Exercise
Each line of the listing below must be returned exactly.

Material for the task

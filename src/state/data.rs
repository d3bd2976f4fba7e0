//! Shared data structures for the application state
//!
//! These structs represent the three datasets that flow between
//! the loader and the UI layer. All normalization of loose JSON
//! shapes (numeric vs. string ids, bare vs. object ratings) happens
//! here at deserialize time, so the rest of the app works with
//! plain strings and floats.

use serde::{Deserialize, Deserializer};
use std::collections::BTreeMap;

/// A thematic grouping communities can belong to
#[derive(Debug, Clone, PartialEq, Deserialize)]
pub struct Category {
    #[serde(deserialize_with = "de_id")]
    pub id: String,
    pub name: String,
}

/// A free-form label communities can carry
#[derive(Debug, Clone, PartialEq, Deserialize)]
pub struct Tag {
    #[serde(deserialize_with = "de_id")]
    pub id: String,
    pub name: String,
}

/// One external presence of a community (a chat, a forum, a social network)
#[derive(Debug, Clone, PartialEq, Deserialize)]
pub struct Platform {
    /// Link to the community on this platform
    #[serde(default)]
    pub url: String,
    /// Member count on this platform
    #[serde(default)]
    pub members: u64,
}

/// A single catalogued community
///
/// `categories` and `tags` hold raw ids; they may reference ids that are
/// absent from the loaded datasets, in which case the UI falls back to
/// showing the raw id instead of a name.
#[derive(Debug, Clone, PartialEq, Deserialize)]
pub struct Community {
    #[serde(deserialize_with = "de_id")]
    pub id: String,
    pub name: String,
    #[serde(default)]
    pub description: String,
    /// Creation date as found in the dataset (e.g. "2021-03-14")
    #[serde(default)]
    pub created_at: String,
    #[serde(default)]
    pub categories: Vec<String>,
    #[serde(default)]
    pub tags: Vec<String>,
    /// Normalized rating. Source data supplies either a bare number or an
    /// object carrying an `average` field; both collapse to one f64 here.
    /// Missing or malformed ratings become 0.0.
    #[serde(default, deserialize_with = "de_rating")]
    pub rating: f64,
    /// Keyed by platform name. BTreeMap keeps the render order stable.
    #[serde(default)]
    pub platforms: BTreeMap<String, Platform>,
}

impl Community {
    /// Total members across all platforms (0 when there are none).
    /// Recomputed on demand, never stored.
    pub fn members_count(&self) -> u64 {
        self.platforms.values().map(|p| p.members).sum()
    }
}

/// Accept both numeric and string ids and normalize to String
fn de_id<'de, D>(deserializer: D) -> Result<String, D::Error>
where
    D: Deserializer<'de>,
{
    #[derive(Deserialize)]
    #[serde(untagged)]
    enum Id {
        Text(String),
        Number(i64),
    }

    Ok(match Id::deserialize(deserializer)? {
        Id::Text(text) => text,
        Id::Number(number) => number.to_string(),
    })
}

/// Normalize the two accepted rating shapes into a single f64
///
/// - `4.5` → 4.5
/// - `{"average": 4.5, ...}` → 4.5
/// - missing / null / anything else → 0.0
fn de_rating<'de, D>(deserializer: D) -> Result<f64, D::Error>
where
    D: Deserializer<'de>,
{
    #[derive(Deserialize)]
    #[serde(untagged)]
    enum Rating {
        Summary { average: f64 },
        Value(f64),
        Other(serde::de::IgnoredAny),
    }

    Ok(match Option::<Rating>::deserialize(deserializer)? {
        Some(Rating::Summary { average }) => average,
        Some(Rating::Value(value)) => value,
        Some(Rating::Other(_)) | None => 0.0,
    })
}

#[cfg(test)]
mod tests {
    use super::*;

    fn community(json: &str) -> Community {
        serde_json::from_str(json).unwrap()
    }

    #[test]
    fn test_rating_object_form() {
        let c = community(r#"{"id": "c1", "name": "A", "rating": {"average": 4.7, "count": 12}}"#);
        assert_eq!(c.rating, 4.7);
    }

    #[test]
    fn test_rating_bare_number() {
        let c = community(r#"{"id": "c1", "name": "A", "rating": 4}"#);
        assert_eq!(c.rating, 4.0);
    }

    #[test]
    fn test_rating_zero() {
        let c = community(r#"{"id": "c1", "name": "A", "rating": 0}"#);
        assert_eq!(c.rating, 0.0);
    }

    #[test]
    fn test_rating_missing_defaults_to_zero() {
        let c = community(r#"{"id": "c1", "name": "A"}"#);
        assert_eq!(c.rating, 0.0);
    }

    #[test]
    fn test_rating_malformed_defaults_to_zero() {
        let c = community(r#"{"id": "c1", "name": "A", "rating": "five stars"}"#);
        assert_eq!(c.rating, 0.0);
    }

    #[test]
    fn test_numeric_ids_become_strings() {
        let c = community(r#"{"id": 42, "name": "A"}"#);
        assert_eq!(c.id, "42");

        let cat: Category = serde_json::from_str(r#"{"id": 7, "name": "Games"}"#).unwrap();
        assert_eq!(cat.id, "7");
    }

    #[test]
    fn test_members_count_sums_platforms() {
        let c = community(
            r#"{
                "id": "c1", "name": "A",
                "platforms": {
                    "a": {"url": "https://a.example", "members": 3},
                    "b": {"url": "https://b.example", "members": 7}
                }
            }"#,
        );
        assert_eq!(c.members_count(), 10);
    }

    #[test]
    fn test_members_count_empty_and_missing_platforms() {
        let empty = community(r#"{"id": "c1", "name": "A", "platforms": {}}"#);
        assert_eq!(empty.members_count(), 0);

        let missing = community(r#"{"id": "c2", "name": "B"}"#);
        assert_eq!(missing.members_count(), 0);
    }

    #[test]
    fn test_platform_defaults() {
        let c = community(r#"{"id": "c1", "name": "A", "platforms": {"x": {}}}"#);
        let platform = &c.platforms["x"];
        assert_eq!(platform.url, "");
        assert_eq!(platform.members, 0);
    }
}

Result of this exercise
filename src/state/data.rs
repository d3bd2976f4fba7e0
//! Shared data structures for the application state
//!
//! These structs represent the three datasets that flow between
//! the loader and the UI layer. All normalization of loose JSON
//! shapes (numeric vs. string ids, bare vs. object ratings) happens
//! here at deserialize time, so the rest of the app works with
//! plain strings and floats.

use serde::{Deserialize, Deserializer};
use std::collections::BTreeMap;

/// A thematic grouping communities can belong to
#[derive(Debug, Clone, PartialEq, Deserialize)]
pub struct Category {
    #[serde(deserialize_with = "de_id")]
    pub id: String,
    pub name: String,
}

/// A free-form label communities can carry
#[derive(Debug, Clone, PartialEq, Deserialize)]
pub struct Tag {
    #[serde(deserialize_with = "de_id")]
    pub id: String,
    pub name: String,
}

/// One external presence of a community (a chat, a forum, a social network)
#[derive(Debug, Clone, PartialEq, Deserialize)]
pub struct Platform {
    /// Link to the community on this platform
    #[serde(default)]
    pub url: String,
    /// Member count on this platform
    #[serde(default)]
    pub members: u64,
}

/// A single catalogued community
///
/// `categories` and `tags` hold raw ids; they may reference ids that are
/// absent from the loaded datasets, in which case the UI falls back to
/// showing the raw id instead of a name.
#[derive(Debug, Clone, PartialEq, Deserialize)]
pub struct Community {
    #[serde(deserialize_with = "de_id")]
    pub id: String,
    pub name: String,
    #[serde(default)]
    pub description: String,
    /// Creation date as found in the dataset (e.g. "2021-03-14")
    #[serde(default)]
    pub created_at: String,
    #[serde(default)]
    pub categories: Vec<String>,
    #[serde(default)]
    pub tags: Vec<String>,
    /// Normalized rating. Source data supplies either a bare number or an
    /// object carrying an `average` field; both collapse to one f64 here.
    /// Missing or malformed ratings become 0.0.
    #[serde(default, deserialize_with = "de_rating")]
    pub rating: f64,
    /// Keyed by platform name. BTreeMap keeps the render order stable.
    #[serde(default)]
    pub platforms: BTreeMap<String, Platform>,
}

impl Community {
    /// Total members across all platforms (0 when there are none).
    /// Recomputed on demand, never stored.
    pub fn members_count(&self) -> u64 {
        self.platforms.values().map(|p| p.members).sum()
    }
}

/// Accept both numeric and string ids and normalize to String
fn de_id<'de, D>(deserializer: D) -> Result<String, D::Error>
where
    D: Deserializer<'de>,
{
    #[derive(Deserialize)]
    #[serde(untagged)]
    enum Id {
        Text(String),
        Number(i64),
    }

    Ok(match Id::deserialize(deserializer)? {
        Id::Text(text) => text,
        Id::Number(number) => number.to_string(),
    })
}

/// Normalize the two accepted rating shapes into a single f64
///
/// - `4.5` → 4.5
/// - `{"average": 4.5, ...}` → 4.5
/// - missing / null / anything else → 0.0
fn de_rating<'de, D>(deserializer: D) -> Result<f64, D::Error>
where
    D: Deserializer<'de>,
{
    #[derive(Deserialize)]
    #[serde(untagged)]
    enum Rating {
        Summary { average: f64 },
        Value(f64),
        Other(serde::de::IgnoredAny),
    }

    Ok(match Option::<Rating>::deserialize(deserializer)? {
        Some(Rating::Summary { average }) => average,
        Some(Rating::Value(value)) => value,
        Some(Rating::Other(_)) | None => 0.0,
    })
}

#[cfg(test)]
mod tests {
    use super::*;

    fn community(json: &str) -> Community {
        serde_json::from_str(json).unwrap()
    }

    #[test]
    fn test_rating_object_form() {
        let c = community(r#"{"id": "c1", "name": "A", "rating": {"average": 4.7, "count": 12}}"#);
        assert_eq!(c.rating, 4.7);
    }

    #[test]
    fn test_rating_bare_number() {
        let c = community(r#"{"id": "c1", "name": "A", "rating": 4}"#);
        assert_eq!(c.rating, 4.0);
    }

    #[test]
    fn test_rating_zero() {
        let c = community(r#"{"id": "c1", "name": "A", "rating": 0}"#);
        assert_eq!(c.rating, 0.0);
    }

    #[test]
    fn test_rating_missing_defaults_to_zero() {
        let c = community(r#"{"id": "c1", "name": "A"}"#);
        assert_eq!(c.rating, 0.0);
    }

    #[test]
    fn test_rating_malformed_defaults_to_zero() {
        let c = community(r#"{"id": "c1", "name": "A", "rating": "five stars"}"#);
        assert_eq!(c.rating, 0.0);
    }

    #[test]
    fn test_numeric_ids_become_strings() {
        let c = community(r#"{"id": 42, "name": "A"}"#);
        assert_eq!(c.id, "42");

        let cat: Category = serde_json::from_str(r#"{"id": 7, "name": "Games"}"#).unwrap();
        assert_eq!(cat.id, "7");
    }

    #[test]
    fn test_members_count_sums_platforms() {
        let c = community(
            r#"{
                "id": "c1", "name": "A",
                "platforms": {
                    "a": {"url": "https://a.example", "members": 3},
                    "b": {"url": "https://b.example", "members": 7}
                }
            }"#,
        );
        assert_eq!(c.members_count(), 10);
    }

    #[test]
    fn test_members_count_empty_and_missing_platforms() {
        let empty = community(r#"{"id": "c1", "name": "A", "platforms": {}}"#);
        assert_eq!(empty.members_count(), 0);

        let missing = community(r#"{"id": "c2", "name": "B"}"#);
        assert_eq!(missing.members_count(), 0);
    }

    #[test]
    fn test_platform_defaults() {
        let c = community(r#"{"id": "c1", "name": "A", "platforms": {"x": {}}}"#);
        let platform = &c.platforms["x"];
        assert_eq!(platform.url, "");
        assert_eq!(platform.members, 0);
    }
}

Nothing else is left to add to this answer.